The problem
Look in the material below for the line holding "const TAG_BLOB: u8 = 7;". Set it down exactly, with each later line up to and including the line holding "as hash input.".
***** The data
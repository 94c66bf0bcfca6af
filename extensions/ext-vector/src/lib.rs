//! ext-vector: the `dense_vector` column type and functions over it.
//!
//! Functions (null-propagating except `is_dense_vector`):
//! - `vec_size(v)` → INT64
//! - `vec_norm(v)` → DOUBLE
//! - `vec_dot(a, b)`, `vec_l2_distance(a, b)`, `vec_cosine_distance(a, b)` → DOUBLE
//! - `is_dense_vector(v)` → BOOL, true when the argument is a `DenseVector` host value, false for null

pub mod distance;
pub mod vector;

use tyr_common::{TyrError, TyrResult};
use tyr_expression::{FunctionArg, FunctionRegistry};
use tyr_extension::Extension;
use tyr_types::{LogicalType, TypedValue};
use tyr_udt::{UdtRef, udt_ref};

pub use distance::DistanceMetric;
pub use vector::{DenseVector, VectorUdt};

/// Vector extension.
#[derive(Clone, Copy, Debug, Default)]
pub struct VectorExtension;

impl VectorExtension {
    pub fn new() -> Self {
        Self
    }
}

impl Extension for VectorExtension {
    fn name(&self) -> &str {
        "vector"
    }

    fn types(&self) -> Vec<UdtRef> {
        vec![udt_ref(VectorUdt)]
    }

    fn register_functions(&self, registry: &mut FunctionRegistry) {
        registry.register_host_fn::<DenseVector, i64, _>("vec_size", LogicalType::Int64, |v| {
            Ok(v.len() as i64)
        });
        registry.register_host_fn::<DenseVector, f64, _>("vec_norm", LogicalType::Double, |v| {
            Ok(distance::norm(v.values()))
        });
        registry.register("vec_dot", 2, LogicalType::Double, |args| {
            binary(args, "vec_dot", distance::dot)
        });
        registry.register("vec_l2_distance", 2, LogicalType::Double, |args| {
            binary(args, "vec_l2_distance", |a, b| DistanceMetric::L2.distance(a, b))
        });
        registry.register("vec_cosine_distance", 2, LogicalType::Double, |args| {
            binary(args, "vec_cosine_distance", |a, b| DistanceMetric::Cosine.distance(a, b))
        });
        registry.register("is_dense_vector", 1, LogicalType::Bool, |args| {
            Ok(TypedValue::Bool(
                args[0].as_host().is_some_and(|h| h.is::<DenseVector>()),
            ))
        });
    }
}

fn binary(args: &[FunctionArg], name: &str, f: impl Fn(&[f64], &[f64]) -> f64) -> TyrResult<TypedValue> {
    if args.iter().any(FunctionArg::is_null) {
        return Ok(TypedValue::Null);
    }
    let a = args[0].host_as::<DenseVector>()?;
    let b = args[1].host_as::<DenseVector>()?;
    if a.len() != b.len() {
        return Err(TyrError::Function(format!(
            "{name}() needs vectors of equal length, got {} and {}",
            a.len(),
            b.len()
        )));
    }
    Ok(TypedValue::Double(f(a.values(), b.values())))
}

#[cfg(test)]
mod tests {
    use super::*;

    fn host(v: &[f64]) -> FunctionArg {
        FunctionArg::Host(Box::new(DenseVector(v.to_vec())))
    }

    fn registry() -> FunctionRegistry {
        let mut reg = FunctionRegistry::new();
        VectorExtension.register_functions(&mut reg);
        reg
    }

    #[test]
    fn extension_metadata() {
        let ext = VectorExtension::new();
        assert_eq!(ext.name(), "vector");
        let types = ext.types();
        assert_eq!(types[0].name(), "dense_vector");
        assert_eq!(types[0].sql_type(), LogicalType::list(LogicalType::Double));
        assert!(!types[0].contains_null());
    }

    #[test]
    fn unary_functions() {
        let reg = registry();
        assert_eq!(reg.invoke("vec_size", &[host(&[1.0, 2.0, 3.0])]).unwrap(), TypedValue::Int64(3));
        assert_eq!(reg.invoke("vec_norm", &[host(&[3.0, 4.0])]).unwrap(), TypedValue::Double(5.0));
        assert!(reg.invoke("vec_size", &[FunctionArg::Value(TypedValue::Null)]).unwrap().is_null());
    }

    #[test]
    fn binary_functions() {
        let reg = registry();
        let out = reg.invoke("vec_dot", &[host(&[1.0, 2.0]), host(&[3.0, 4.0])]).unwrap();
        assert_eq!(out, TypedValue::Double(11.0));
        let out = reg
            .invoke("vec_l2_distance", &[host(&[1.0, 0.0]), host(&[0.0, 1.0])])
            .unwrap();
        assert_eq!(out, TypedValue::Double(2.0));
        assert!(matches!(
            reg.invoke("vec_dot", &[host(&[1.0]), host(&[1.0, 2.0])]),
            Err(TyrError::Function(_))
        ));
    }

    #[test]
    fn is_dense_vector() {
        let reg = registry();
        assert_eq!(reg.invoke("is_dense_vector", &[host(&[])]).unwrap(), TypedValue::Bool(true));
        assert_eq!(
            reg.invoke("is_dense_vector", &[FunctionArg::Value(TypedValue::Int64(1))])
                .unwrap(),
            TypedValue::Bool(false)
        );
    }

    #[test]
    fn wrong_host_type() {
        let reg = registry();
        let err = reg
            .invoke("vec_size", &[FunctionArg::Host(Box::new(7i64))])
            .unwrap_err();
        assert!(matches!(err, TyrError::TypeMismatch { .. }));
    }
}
**********
***** The data
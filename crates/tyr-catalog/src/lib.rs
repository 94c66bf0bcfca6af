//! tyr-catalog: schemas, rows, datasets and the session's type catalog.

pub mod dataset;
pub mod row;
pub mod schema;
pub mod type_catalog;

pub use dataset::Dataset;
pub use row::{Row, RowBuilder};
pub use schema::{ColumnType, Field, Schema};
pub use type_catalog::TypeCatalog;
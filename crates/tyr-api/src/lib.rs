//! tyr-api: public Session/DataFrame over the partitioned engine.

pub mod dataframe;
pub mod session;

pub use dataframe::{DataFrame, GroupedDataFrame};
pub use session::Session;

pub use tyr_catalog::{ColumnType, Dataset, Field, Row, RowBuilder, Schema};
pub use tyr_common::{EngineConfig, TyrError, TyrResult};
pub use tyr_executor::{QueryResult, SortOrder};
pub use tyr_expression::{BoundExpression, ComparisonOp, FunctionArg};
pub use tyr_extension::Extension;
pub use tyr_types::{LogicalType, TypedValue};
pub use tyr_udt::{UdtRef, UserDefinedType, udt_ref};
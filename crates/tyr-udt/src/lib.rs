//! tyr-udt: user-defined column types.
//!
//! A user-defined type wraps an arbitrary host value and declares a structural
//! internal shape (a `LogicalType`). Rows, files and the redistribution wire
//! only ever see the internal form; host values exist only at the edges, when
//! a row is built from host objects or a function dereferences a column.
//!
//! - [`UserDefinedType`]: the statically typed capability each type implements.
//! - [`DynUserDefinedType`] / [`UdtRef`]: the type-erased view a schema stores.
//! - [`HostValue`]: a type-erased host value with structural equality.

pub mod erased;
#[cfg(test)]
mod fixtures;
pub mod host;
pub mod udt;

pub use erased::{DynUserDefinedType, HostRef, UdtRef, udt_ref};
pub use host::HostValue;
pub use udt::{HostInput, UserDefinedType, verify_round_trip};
**********
***** The data
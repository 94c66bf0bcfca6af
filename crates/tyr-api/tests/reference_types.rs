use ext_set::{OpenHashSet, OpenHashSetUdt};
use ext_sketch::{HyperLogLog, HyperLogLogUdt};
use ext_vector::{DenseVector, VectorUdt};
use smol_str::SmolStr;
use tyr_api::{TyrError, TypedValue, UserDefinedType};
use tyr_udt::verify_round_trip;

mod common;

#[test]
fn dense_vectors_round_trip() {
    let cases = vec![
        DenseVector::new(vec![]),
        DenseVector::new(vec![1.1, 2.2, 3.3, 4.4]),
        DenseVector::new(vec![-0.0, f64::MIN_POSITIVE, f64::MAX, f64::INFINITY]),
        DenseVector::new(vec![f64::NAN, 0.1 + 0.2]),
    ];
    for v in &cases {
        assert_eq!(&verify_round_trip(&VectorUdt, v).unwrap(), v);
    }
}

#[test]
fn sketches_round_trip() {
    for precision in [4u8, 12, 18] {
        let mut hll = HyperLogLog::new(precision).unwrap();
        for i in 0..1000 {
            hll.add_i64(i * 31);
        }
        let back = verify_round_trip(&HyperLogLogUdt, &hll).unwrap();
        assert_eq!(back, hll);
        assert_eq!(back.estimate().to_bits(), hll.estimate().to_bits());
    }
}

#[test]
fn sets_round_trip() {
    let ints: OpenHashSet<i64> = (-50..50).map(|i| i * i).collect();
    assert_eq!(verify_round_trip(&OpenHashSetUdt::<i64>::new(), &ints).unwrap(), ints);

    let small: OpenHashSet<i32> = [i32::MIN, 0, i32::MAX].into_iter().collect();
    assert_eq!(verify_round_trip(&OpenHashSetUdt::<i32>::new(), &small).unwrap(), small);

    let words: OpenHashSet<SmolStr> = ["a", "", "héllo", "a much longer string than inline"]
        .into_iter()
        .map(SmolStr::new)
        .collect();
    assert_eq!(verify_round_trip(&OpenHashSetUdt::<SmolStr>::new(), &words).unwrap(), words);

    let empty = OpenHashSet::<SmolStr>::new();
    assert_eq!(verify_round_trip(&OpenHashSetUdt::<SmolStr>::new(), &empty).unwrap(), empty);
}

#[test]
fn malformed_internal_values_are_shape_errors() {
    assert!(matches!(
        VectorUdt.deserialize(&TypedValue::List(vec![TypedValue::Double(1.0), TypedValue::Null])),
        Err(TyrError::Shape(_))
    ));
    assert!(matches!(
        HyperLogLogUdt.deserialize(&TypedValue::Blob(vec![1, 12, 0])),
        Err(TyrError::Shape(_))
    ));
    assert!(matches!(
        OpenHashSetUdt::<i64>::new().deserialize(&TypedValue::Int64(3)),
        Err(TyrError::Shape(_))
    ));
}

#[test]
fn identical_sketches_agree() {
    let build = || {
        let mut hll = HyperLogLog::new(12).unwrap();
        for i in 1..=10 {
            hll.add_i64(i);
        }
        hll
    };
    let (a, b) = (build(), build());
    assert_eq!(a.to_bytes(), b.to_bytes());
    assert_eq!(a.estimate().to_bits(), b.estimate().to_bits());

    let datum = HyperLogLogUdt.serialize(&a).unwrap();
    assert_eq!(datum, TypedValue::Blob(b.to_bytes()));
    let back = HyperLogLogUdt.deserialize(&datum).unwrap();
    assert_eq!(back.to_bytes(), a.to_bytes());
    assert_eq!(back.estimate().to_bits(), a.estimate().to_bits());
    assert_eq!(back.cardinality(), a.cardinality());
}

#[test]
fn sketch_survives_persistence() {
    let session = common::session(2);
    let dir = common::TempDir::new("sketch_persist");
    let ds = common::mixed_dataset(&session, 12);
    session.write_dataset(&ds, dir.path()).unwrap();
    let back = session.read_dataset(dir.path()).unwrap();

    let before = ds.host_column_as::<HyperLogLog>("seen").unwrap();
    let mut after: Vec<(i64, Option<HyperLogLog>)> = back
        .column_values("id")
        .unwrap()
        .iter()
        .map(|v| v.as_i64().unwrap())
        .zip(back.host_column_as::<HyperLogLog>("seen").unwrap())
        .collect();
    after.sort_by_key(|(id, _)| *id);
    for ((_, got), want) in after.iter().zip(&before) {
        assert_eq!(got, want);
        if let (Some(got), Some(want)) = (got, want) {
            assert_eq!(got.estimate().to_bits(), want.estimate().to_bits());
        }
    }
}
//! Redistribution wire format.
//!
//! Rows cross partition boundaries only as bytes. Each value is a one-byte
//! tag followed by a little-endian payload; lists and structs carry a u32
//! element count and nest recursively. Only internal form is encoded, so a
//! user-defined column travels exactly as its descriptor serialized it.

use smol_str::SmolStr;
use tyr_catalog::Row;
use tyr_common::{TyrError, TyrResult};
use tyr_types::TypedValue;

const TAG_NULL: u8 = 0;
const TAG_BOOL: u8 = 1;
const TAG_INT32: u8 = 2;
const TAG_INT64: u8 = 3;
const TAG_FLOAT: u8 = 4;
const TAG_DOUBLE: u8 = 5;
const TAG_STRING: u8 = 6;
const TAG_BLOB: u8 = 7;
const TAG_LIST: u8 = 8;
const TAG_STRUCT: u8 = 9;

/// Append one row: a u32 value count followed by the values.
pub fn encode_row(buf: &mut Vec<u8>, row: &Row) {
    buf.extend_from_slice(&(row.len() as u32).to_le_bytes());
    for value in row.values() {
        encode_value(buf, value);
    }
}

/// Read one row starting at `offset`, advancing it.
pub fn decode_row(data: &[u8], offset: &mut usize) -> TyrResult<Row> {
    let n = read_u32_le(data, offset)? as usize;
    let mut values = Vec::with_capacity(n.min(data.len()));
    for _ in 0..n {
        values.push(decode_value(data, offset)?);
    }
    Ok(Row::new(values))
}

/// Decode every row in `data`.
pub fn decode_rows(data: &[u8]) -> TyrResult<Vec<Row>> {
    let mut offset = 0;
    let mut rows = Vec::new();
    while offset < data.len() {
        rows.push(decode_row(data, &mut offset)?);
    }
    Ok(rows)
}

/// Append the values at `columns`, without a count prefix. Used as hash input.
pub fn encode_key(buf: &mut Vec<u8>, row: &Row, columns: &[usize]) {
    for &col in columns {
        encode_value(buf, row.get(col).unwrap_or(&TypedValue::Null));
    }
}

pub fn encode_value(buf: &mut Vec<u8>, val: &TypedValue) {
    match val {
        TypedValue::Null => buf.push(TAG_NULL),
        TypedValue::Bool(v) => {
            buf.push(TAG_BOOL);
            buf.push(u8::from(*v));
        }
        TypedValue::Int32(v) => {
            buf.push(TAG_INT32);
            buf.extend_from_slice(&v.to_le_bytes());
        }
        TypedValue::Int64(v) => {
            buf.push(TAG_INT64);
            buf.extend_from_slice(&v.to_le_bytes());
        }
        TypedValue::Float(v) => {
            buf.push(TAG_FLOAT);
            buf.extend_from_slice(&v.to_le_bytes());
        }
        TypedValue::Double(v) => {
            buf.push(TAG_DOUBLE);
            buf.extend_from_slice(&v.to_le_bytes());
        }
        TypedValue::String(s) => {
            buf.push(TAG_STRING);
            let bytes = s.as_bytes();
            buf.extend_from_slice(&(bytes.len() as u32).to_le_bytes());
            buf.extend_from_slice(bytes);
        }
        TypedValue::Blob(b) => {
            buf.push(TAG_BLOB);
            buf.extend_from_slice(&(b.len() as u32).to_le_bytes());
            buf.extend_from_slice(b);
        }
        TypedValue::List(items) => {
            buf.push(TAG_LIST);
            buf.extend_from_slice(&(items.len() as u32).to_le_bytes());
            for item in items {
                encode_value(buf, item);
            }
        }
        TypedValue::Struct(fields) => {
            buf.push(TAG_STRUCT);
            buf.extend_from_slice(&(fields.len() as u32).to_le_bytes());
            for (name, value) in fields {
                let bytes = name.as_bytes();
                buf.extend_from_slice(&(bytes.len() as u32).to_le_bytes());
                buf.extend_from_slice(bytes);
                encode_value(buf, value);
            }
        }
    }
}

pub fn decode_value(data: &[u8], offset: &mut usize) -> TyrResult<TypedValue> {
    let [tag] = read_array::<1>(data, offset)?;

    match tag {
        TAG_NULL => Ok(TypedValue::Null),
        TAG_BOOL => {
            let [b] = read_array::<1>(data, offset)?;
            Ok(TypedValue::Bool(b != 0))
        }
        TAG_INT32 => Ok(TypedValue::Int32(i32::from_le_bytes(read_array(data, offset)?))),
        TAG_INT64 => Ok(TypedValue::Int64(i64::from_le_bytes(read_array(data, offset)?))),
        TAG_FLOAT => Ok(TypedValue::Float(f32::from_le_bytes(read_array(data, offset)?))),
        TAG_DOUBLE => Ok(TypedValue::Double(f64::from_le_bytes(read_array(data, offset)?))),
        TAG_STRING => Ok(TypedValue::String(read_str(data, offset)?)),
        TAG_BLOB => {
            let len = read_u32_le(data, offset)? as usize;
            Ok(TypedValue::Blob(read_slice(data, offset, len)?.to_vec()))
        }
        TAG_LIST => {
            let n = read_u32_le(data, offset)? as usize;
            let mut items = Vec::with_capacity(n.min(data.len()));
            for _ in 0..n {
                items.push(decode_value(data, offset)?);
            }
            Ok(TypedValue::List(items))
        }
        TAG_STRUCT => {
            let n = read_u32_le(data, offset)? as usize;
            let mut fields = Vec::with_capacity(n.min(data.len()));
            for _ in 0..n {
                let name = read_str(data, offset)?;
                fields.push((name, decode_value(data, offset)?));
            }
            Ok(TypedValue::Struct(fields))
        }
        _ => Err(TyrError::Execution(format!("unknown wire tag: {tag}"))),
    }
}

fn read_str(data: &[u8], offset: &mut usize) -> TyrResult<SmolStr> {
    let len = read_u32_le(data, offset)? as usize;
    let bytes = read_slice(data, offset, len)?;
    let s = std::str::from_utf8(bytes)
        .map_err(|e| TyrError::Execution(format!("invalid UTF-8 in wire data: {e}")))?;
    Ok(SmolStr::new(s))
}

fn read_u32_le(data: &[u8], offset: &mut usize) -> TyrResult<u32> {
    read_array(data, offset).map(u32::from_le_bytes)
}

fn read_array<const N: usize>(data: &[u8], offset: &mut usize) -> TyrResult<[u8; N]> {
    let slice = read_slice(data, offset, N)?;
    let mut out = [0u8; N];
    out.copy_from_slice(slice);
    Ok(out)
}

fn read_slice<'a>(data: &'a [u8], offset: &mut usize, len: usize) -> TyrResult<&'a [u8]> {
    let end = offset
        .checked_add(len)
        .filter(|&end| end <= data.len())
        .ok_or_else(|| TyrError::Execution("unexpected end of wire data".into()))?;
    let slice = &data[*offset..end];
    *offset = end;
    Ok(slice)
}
**********
Worked solution
const TAG_BLOB: u8 = 7;
const TAG_LIST: u8 = 8;
const TAG_STRUCT: u8 = 9;

/// Append one row: a u32 value count followed by the values.
pub fn encode_row(buf: &mut Vec<u8>, row: &Row) {
    buf.extend_from_slice(&(row.len() as u32).to_le_bytes());
    for value in row.values() {
        encode_value(buf, value);
    }
}

/// Read one row starting at `offset`, advancing it.
pub fn decode_row(data: &[u8], offset: &mut usize) -> TyrResult<Row> {
    let n = read_u32_le(data, offset)? as usize;
    let mut values = Vec::with_capacity(n.min(data.len()));
    for _ in 0..n {
        values.push(decode_value(data, offset)?);
    }
    Ok(Row::new(values))
}

/// Decode every row in `data`.
pub fn decode_rows(data: &[u8]) -> TyrResult<Vec<Row>> {
    let mut offset = 0;
    let mut rows = Vec::new();
    while offset < data.len() {
        rows.push(decode_row(data, &mut offset)?);
    }
    Ok(rows)
}

/// Append the values at `columns`, without a count prefix. Used as hash input.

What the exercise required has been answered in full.